**** TASK MATERIAL
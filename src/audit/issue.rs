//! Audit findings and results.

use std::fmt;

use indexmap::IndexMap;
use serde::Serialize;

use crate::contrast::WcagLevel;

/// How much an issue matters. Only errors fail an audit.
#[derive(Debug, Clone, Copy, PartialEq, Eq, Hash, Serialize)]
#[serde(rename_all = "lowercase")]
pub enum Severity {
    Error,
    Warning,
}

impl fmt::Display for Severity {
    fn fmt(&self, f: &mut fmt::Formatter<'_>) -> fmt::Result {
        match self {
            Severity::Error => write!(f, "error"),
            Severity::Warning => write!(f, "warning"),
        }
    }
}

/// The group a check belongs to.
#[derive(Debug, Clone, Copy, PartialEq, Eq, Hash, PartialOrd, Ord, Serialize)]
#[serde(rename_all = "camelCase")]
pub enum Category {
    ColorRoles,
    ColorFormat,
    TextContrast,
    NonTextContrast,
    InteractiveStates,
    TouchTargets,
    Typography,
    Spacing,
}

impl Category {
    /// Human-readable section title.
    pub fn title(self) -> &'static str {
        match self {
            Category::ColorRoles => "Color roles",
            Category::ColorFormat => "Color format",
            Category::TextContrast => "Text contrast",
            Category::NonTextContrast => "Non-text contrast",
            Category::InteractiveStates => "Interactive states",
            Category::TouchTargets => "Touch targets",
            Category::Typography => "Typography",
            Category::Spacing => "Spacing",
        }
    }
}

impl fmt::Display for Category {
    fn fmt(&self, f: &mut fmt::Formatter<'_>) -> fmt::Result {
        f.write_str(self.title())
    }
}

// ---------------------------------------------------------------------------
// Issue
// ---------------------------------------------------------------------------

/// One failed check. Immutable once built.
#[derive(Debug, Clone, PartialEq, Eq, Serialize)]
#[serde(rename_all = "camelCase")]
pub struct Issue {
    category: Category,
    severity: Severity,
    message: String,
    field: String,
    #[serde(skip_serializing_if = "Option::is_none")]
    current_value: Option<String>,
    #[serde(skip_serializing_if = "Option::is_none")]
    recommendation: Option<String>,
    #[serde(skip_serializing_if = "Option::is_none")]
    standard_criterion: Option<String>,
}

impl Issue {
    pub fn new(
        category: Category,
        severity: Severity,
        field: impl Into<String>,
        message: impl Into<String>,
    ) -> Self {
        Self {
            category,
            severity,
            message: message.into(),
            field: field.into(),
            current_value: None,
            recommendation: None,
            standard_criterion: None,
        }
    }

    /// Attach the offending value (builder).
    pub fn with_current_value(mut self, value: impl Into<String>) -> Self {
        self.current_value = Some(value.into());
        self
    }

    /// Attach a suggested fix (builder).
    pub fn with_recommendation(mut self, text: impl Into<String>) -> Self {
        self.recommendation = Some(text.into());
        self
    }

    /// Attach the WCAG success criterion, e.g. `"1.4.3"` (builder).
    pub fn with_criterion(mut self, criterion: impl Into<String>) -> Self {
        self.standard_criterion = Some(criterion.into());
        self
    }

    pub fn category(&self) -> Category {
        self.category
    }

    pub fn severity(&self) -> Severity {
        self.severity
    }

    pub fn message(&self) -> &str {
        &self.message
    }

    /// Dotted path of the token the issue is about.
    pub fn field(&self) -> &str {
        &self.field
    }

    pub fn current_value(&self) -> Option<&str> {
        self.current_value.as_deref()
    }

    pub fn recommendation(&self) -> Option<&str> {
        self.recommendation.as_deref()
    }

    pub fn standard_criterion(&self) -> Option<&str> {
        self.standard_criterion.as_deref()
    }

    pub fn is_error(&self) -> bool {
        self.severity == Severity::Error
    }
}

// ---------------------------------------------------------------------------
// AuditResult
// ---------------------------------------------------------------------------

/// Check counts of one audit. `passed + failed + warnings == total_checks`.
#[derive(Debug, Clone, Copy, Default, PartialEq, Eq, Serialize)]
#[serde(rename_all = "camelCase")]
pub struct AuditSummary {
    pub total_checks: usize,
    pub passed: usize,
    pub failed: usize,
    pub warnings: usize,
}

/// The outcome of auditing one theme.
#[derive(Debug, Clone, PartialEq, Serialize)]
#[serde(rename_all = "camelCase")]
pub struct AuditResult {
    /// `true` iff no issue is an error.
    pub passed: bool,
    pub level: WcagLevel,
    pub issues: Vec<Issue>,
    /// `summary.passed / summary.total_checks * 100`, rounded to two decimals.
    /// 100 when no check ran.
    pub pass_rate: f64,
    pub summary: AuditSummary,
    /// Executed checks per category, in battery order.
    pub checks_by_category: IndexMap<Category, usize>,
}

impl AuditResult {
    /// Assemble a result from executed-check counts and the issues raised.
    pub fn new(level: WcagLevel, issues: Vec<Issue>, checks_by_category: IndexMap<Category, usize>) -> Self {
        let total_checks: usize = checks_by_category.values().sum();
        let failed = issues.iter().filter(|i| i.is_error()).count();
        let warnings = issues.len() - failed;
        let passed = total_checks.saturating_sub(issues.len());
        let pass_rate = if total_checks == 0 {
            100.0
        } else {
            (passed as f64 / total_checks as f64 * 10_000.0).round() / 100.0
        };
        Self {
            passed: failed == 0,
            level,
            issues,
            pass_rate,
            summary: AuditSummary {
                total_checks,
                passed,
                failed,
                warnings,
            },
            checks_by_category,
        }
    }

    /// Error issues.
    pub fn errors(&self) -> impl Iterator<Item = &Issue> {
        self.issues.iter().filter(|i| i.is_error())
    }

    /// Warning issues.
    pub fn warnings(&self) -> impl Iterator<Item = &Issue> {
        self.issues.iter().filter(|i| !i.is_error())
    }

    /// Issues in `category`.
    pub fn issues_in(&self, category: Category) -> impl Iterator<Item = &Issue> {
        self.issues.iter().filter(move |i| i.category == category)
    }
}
********
**** TASK MATERIAL
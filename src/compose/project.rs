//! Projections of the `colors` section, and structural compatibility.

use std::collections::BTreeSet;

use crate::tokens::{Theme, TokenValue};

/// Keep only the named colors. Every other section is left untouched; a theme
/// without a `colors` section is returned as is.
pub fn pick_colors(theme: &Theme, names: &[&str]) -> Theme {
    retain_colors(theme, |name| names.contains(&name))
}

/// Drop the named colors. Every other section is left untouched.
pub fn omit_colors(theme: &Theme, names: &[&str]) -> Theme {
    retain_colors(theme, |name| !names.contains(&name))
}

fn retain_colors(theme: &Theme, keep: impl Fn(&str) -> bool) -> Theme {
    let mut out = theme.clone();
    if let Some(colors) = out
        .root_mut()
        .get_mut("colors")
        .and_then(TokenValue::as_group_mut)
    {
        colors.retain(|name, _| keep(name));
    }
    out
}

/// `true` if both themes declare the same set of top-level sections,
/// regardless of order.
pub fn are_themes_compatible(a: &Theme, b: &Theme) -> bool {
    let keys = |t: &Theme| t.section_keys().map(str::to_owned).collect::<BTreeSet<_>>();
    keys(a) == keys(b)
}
********
REQUIRED ACTION: Respond with only the number of lines in the data that include the string "derive".

OUTPUT: 5